Savings Accounts - these are generally the safest place to keep your money as most are insured. These types of investments provide a very small return. They do provide easy access which may be beneficial depending on your circumstances.

Money Market Deposit Accounts - another safe way to invest your money. Generally these accounts are insured and provide you with access to your money. These accounts provide a higher return than that of a savings account; however, there are limits to the number of withdrawals and transfers you can make to this account during a specified time period. Penalties may be incurred if you exceed this number.

CDs (Certificates of Deposit) - this investment is similar to a savings account only it provides a higher return (interest rate). This special type of account requires that the money not be touched for a specific period of time.The longer the time untouched, usually the higher the return. There are penalties for early withdrawals.

For those who want to be a little more aggressive, but consider themselves to be moderate in their investments choose to work with bonds, mutual funds and annuities.

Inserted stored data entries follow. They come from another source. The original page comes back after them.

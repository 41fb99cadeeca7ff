//! Odoo sync jobs, the same ones behind `/api/odoo/*`.
//!
//! # Usage
//!
//! ```bash
//! bb-cli sync products [--product-id <uuid>]
//! bb-cli sync purchase-orders [--product-id <uuid>]
//! ```
//!
//! The summary is printed as JSON on stdout. The command exits non-zero when
//! any item failed.

use std::sync::Arc;

use serde::Serialize;
use uuid::Uuid;

use booking_bridge_server::config::JobConfig;
use booking_bridge_server::db::{PgBookingStore, create_pool};
use booking_bridge_server::odoo::OdooClient;
use booking_bridge_server::services::{SyncFilter, SyncService, SyncSummary};

use super::CommandError;

async fn service() -> Result<SyncService, CommandError> {
    let config = JobConfig::from_env()?;
    let pool = create_pool(&config.database_url).await?;
    let odoo = OdooClient::new(&config.odoo)?;
    Ok(SyncService::new(
        Arc::new(odoo),
        Arc::new(PgBookingStore::new(pool)),
        config.reconcile,
    ))
}

fn filter(product_id: Option<Uuid>) -> SyncFilter {
    SyncFilter {
        product_id,
        ..SyncFilter::default()
    }
}

fn report<T: Serialize>(summary: &SyncSummary<T>) -> Result<(), CommandError> {
    #[allow(clippy::print_stdout)]
    {
        println!("{}", serde_json::to_string_pretty(summary)?);
    }
    if summary.failed > 0 {
        return Err(CommandError::PartialFailure {
            failed: summary.failed,
            total: summary.total,
        });
    }
    Ok(())
}

/// Resolve catalog products in Odoo and store the mapping.
///
/// # Errors
///
/// Returns `CommandError` on configuration or connection failure, and
/// `CommandError::PartialFailure` when any product failed.
pub async fn products(product_id: Option<Uuid>) -> Result<(), CommandError> {
    let summary = service().await?.sync_products(&filter(product_id)).await?;
    tracing::info!(total = summary.total, succeeded = summary.succeeded, "Products synced");
    report(&summary)
}

/// Reconcile supplier purchase orders for bookings that have none.
///
/// # Errors
///
/// Returns `CommandError` on configuration or connection failure, and
/// `CommandError::PartialFailure` when any booking failed.
pub async fn purchase_orders(product_id: Option<Uuid>) -> Result<(), CommandError> {
    let summary = service()
        .await?
        .sync_purchase_orders(&filter(product_id))
        .await?;
    tracing::info!(total = summary.total, succeeded = summary.succeeded, "Purchase orders synced");
    report(&summary)
}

  • Bonds - these are a certificate of debt.These are usually issued by the government, but can also come from a company.A bond is a promise of repayment.This repayment is to be made at a predetermined period of time for a specified amount of money.The return (interest rate) is fixed.Bonds can be repaid in months or even years.They are considered tradable and safer than stocks because they must be repaid before stock holders if a company goes bankrupt.
  • Mutual Funds - these are professionally managed pools of money.Your mutual fund manager will invest your money in a variety of options (stocks, bonds, securities).The variety depends upon your financial goals and risk choices.Because your money is diversified it helps in reducing your risk of loss.Your profits are usually declared as income on your taxes as well.Most mutual funds require fees for management.
  • Annuities - these are contracts sold by insurance companies.The period of repayment is usually specified for specific time intervals after retirement.Money is not accessible without a penalty until a specified age.Money invested is only taxed at the time of withdrawal.Early withdrawals can carry additional tax implications. These provide a relatively safe investment option, with a lower return on investment.
  • Those who really want to work their money hard and are not risk averse are considered aggressive investors. These investments include stocks, debt securities, derivatives, and commodities.
  • Stocks (equities) - provides you with a share of ownership in the business.The amount of stocks you own determine the amount of return you are entitled too.
  • Debt Securities - provides a contract that returns money in fixed periodic payments.It could also include repayment in the form of capital appreciation.
  • Derivatives - these are contracts to provide repayment based upon an amount derived from the value of underlying assets.These are used to help minimize the risk of loss due to fluctuations.
  • Commodities - these items are similar to stocks however they are traded on a commodities market.They have to be standardized and in a basic, raw state.These are considered very high risk.